August 26, 2017

I was my Abuser—but Now I’m my Best Friend.

I have not been a good friend to myself. 

Living with chronic illness for the past few years has hardened me. I’ve been so repulsed by my own condition and everything it entails that I feel like a piece of my humanity has been taken away from me. It’s a distinct kind of suffering to live with this illness, and it lends itself to all sorts of psychological strangeness.

I have learned to hate myself by necessity. From the severe migraines, to the staggering fatigue, to the paralysis that quivers up and down my face—it has come to feel as though my body is an enemy. This feeling of always working against my own body has brought out an inverted bitterness in me—a hatred toward my own being.

It seemed like I have needed to feel this way to push myself to do things, but of course, this is just an illusion.

I became distrustful of my own spirit because my illness felt like an insult from God. Imagine living like a prisoner in your own body, being around other young people who are enjoying the fruits of their well-being who have no understanding of what you’re going through. This feeling is the source of my self-hatred.

Life is hard enough, right?

I’m realizing that much of the quality of our lives has to do with our relationship with ourselves. To be rightly related to oneself is to be rightly related to the world, and it is this quality of relationship that makes up a healthy human being.

This is what it means to be a friend to oneself.

This is not an easy thing to be; most of us are terrible friends to ourselves without even knowing it.

We develop bad habits of mind that work against our deeper, more heartfelt desires.

These habits came into being as self-defense mechanisms—implemented to protect us from a particular kind of pain. When these inner-impulses no longer serve their purpose, they become burdens on our psyche.

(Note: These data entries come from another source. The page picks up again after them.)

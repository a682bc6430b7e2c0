//! Authenticated request pipeline for the dashboard API.
//!
//! SYSTEM CONTEXT
//! ==============
//! Every call to `/api/...` goes through [`ApiClient::request`]:
//! - outgoing: the stored token, if any, rides along as a bearer credential;
//! - incoming: 401/403 clears the token and sends the user to sign-in
//!   (unless already there), then the failure still reaches the caller.
//!
//! This interceptor and explicit sign-out are the only places a session is
//! ended.

#[cfg(test)]
#[path = "api_test.rs"]
mod api_test;

use std::sync::Arc;

use reqwest::Method;
use serde_json::Value;

use super::transport::Transport;
use super::types::{ApiRequest, ApiResponse};
use crate::auth::token_store::TokenStore;
use crate::error::AuthError;
use crate::paths;
use crate::util::navigator::Navigator;

#[derive(Clone)]
pub struct ApiClient {
    transport: Arc<dyn Transport>,
    tokens: Arc<dyn TokenStore>,
    navigator: Arc<dyn Navigator>,
}

impl ApiClient {
    #[must_use]
    pub fn new(transport: Arc<dyn Transport>, tokens: Arc<dyn TokenStore>, navigator: Arc<dyn Navigator>) -> Self {
        Self { transport, tokens, navigator }
    }

    #[must_use]
    pub fn tokens(&self) -> &Arc<dyn TokenStore> {
        &self.tokens
    }

    #[must_use]
    pub fn navigator(&self) -> &Arc<dyn Navigator> {
        &self.navigator
    }

    /// Send one request through the pipeline.
    ///
    /// # Errors
    ///
    /// - [`AuthError::Transport`] when the request never got a reply.
    /// - [`AuthError::SessionExpired`] on 401/403 (token already cleared).
    /// - [`AuthError::Status`] on any other non-2xx reply.
    pub async fn request(&self, method: Method, path: &str, body: Option<Value>) -> Result<ApiResponse, AuthError> {
        let request = ApiRequest { method, path: path.to_owned(), bearer: self.tokens.get(), body };
        let response = self
            .transport
            .send(request)
            .await
            .map_err(|e| AuthError::Transport(e.to_string()))?;
        self.intercept(response)
    }

    fn intercept(&self, response: ApiResponse) -> Result<ApiResponse, AuthError> {
        if response.is_success() {
            return Ok(response);
        }

        let status = response.status;
        let message = response.message().map(str::to_owned);
        if status == 401 || status == 403 {
            self.tokens.clear();
            let current = self.navigator.current_path();
            if paths::is_sign_in(&current) {
                tracing::debug!(status, "authorization rejected on sign-in screen");
            } else {
                tracing::info!(status, from = %current, "authorization rejected; redirecting to sign-in");
                self.navigator.replace(paths::auth::SIGN_IN);
            }
            return Err(AuthError::SessionExpired { status, message });
        }

        Err(AuthError::Status { status, message })
    }

    /// # Errors
    ///
    /// See [`ApiClient::request`].
    pub async fn get(&self, path: &str) -> Result<ApiResponse, AuthError> {
        self.request(Method::GET, path, None).await
    }

    /// # Errors
    ///
    /// See [`ApiClient::request`].
    pub async fn post(&self, path: &str, body: Value) -> Result<ApiResponse, AuthError> {
        self.request(Method::POST, path, Some(body)).await
    }

    // =========================================================================
    // ENDPOINTS
    // =========================================================================

    /// `GET /taxi`: registered taxis (`{clients: [...]}`).
    ///
    /// # Errors
    ///
    /// See [`ApiClient::request`].
    pub async fn list_taxis(&self) -> Result<Value, AuthError> {
        Ok(self.get("/taxi").await?.body)
    }

    /// `GET /taxi/{number}`: look up one taxi by registration number.
    ///
    /// # Errors
    ///
    /// See [`ApiClient::request`].
    pub async fn find_taxi(&self, taxi_number: &str) -> Result<Value, AuthError> {
        Ok(self.get(&taxi_endpoint(taxi_number)).await?.body)
    }

    /// `POST /taxi`: create a taxi record.
    ///
    /// # Errors
    ///
    /// See [`ApiClient::request`].
    pub async fn create_taxi(&self, taxi: Value) -> Result<Value, AuthError> {
        Ok(self.post("/taxi", taxi).await?.body)
    }

    /// `POST /taxi/register`: register a taxi and driver for sampling.
    ///
    /// # Errors
    ///
    /// See [`ApiClient::request`].
    pub async fn register_taxi(&self, registration: Value) -> Result<Value, AuthError> {
        Ok(self.post("/taxi/register", registration).await?.body)
    }

    /// `GET /feedback`: driver feedback rows.
    ///
    /// # Errors
    ///
    /// See [`ApiClient::request`].
    pub async fn list_feedback(&self) -> Result<Value, AuthError> {
        Ok(self.get("/feedback").await?.body)
    }

    /// `POST /feedback`: submit driver feedback.
    ///
    /// # Errors
    ///
    /// See [`ApiClient::request`].
    pub async fn submit_feedback(&self, feedback: Value) -> Result<Value, AuthError> {
        Ok(self.post("/feedback", feedback).await?.body)
    }

    /// `GET /userlist`: admin and promoter accounts.
    ///
    /// # Errors
    ///
    /// See [`ApiClient::request`].
    pub async fn list_users(&self) -> Result<Value, AuthError> {
        Ok(self.get("/userlist").await?.body)
    }

    /// `POST /auth/register`: create an admin or promoter account.
    ///
    /// # Errors
    ///
    /// See [`ApiClient::request`].
    pub async fn register_user(&self, account: Value) -> Result<Value, AuthError> {
        Ok(self.post("/auth/register", account).await?.body)
    }
}

fn taxi_endpoint(taxi_number: &str) -> String {
    format!("/taxi/{}", taxi_number.trim())
}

The problem is that we have a hard time knowing when these habits no longer serve their purpose. We identify with them in some strange way, and they become a part of who we are. This is what it means to become pathological, and once we get to this point it becomes difficult to admit where we are wrong because it means letting a part of ourselves die.

I have become pathological over the past couple years as a way to protect my soul from the inner pain that has been brought up by this illness. It has not worked, as I have only experienced more and more pain as a result. Now it’s time to make some changes.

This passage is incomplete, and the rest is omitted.